Comparison between the Escherichia coli and Bacillus subtilis genomes suggests that a major function of polynucleotide phosphorylase is to synthesize CDP.

Genome comparison permits identification of chromosome regions conserved during evolution. Bacillus subtilis and Escherichia coli are so distant that there exists very few conserved landmarks in their genome organisation. Analysis of the conserved cmk rpsA cluster pinpointed the importance of cytosine nucleotide metabolism. In these bacteria, mRNA turnover provides an efficient means to fulfil the need for CDP as a precursor of DNA synthesis. The cmk rpsA operon is responsible for CDP synthesis. This function is self-explained in the case of the cmk gene (which codes for cytidylate kinase). The case of rpsA, that codes for ribosomal protein S1, is more subtle.
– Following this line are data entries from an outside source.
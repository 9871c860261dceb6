//! Index configuration: the tree to index, where manifests go, and which
//! directories to leave out.

/// TOML config file parsing
pub mod parser;

use crate::utils::paths;
use anyhow::{Context, Result, bail};
use regex::Regex;
use std::fmt;
use std::path::{Path, PathBuf};
use tracing::{debug, info, trace};

/// Where an index lives, where its manifests are saved, and which
/// directories the builder leaves out.
#[derive(Debug, Clone)]
pub struct Config {
    root: String,
    base_name: String,
    save_path: String,
    ignored_dirs: Vec<Regex>,
}

impl Config {
    /// Builds a config from already parsed values.
    ///
    /// `root` is separator fixed, cleaned and NFC normalized. `save_path` is
    /// separator fixed. Each ignored directory pattern is trimmed, skipped when
    /// empty, NFC normalized and compiled.
    ///
    /// # Errors
    ///
    /// Returns an error if:
    /// - `root` or `base_name` is empty
    /// - an ignored directory pattern is not a valid regular expression
    pub fn new(
        root: &str,
        base_name: &str,
        save_path: &str,
        ignored_dirs: &[String],
    ) -> Result<Self> {
        if root.is_empty() {
            bail!("'root' must be defined");
        }
        if base_name.is_empty() {
            bail!("'baseName' must be defined");
        }

        let root = paths::nfc(&paths::clean(&paths::to_slash(root)));
        let save_path = paths::to_slash(save_path);

        let ignored_dirs = ignored_dirs
            .iter()
            .map(|pattern| pattern.trim())
            .filter(|pattern| !pattern.is_empty())
            .map(|pattern| {
                Regex::new(&paths::nfc(pattern))
                    .with_context(|| format!("invalid ignoredDirs pattern '{pattern}'"))
            })
            .collect::<Result<Vec<_>>>()?;

        Ok(Self {
            root,
            base_name: base_name.to_string(),
            save_path,
            ignored_dirs,
        })
    }

    /// Loads and validates a TOML config file.
    ///
    /// # Errors
    ///
    /// Returns an error if the file cannot be read, is not valid TOML, or
    /// fails validation (see [`Config::new`]).
    pub fn load(path: &Path) -> Result<Self> {
        info!("loading config from '{}'", path.display());

        let config = parser::parse_config_file(path)
            .with_context(|| format!("cannot read config file '{}'", path.display()))?;

        info!("'{}'={config}", path.display());
        Ok(config)
    }

    /// Root of the indexed tree.
    #[must_use]
    pub fn root(&self) -> &str {
        &self.root
    }

    /// Manifest file name prefix.
    #[must_use]
    pub fn base_name(&self) -> &str {
        &self.base_name
    }

    /// Directory manifests are saved in.
    #[must_use]
    pub fn save_path(&self) -> &str {
        &self.save_path
    }

    /// True if any ignored directory pattern matches somewhere in `dir`.
    #[must_use]
    pub fn ignore_dir(&self, dir: &str) -> bool {
        let dir = paths::nfc(dir);
        self.ignored_dirs.iter().any(|re| {
            let matched = re.is_match(&dir);
            if matched {
                trace!("'{dir}' matches '{re}'");
            }
            matched
        })
    }

    /// Manifest path for the label `ext`: `<savePath>/<baseName><ext>`.
    #[must_use]
    pub fn index_file(&self, ext: &str) -> PathBuf {
        let name = format!("{}{ext}", self.base_name);
        if self.save_path.is_empty() {
            return PathBuf::from(name);
        }
        PathBuf::from(paths::clean(&format!("{}/{name}", self.save_path)))
    }
}

impl fmt::Display for Config {
    fn fmt(&self, f: &mut fmt::Formatter<'_>) -> fmt::Result {
        let ignored: Vec<&str> = self.ignored_dirs.iter().map(Regex::as_str).collect();
        write!(
            f,
            "{{root: '{}', baseName: '{}', savePath: '{}', ignoredDirs: [ {} ]}}",
            self.root,
            self.base_name,
            self.save_path,
            ignored.join(", ")
        )
    }
}

/// Directory of a config file, used as the default save path.
pub(crate) fn config_dir(config_file: &Path) -> String {
    let slashed = paths::to_slash(&config_file.to_string_lossy());
    let dir = match slashed.rfind('/') {
        Some(0) => "/".to_string(),
        Some(i) => slashed[..i].to_string(),
        None => ".".to_string(),
    };
    debug!("set empty 'savePath' to '{dir}'");
    dir
}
It is suggested here that S1 is a RNA-binding protein helping polynucleotide phosphorylase (PNPase, known to be phylogenetically related to S1) to degrade mRNA, or helper molecule involved in other RNase activities. This provides an explanation for the elusive function of PNPase, which generates nucleoside diphosphates (not monophosphates) when degrading RNA. This also accounts for the discovery that the B. subtilis comR gene product is PNPase. This article briefly discusses the availability of cytosine nucleotides in eukaryotes, and suggests that they are derived from phospholipids turnover. Finally, the GC content of genomes is discussed in this new light.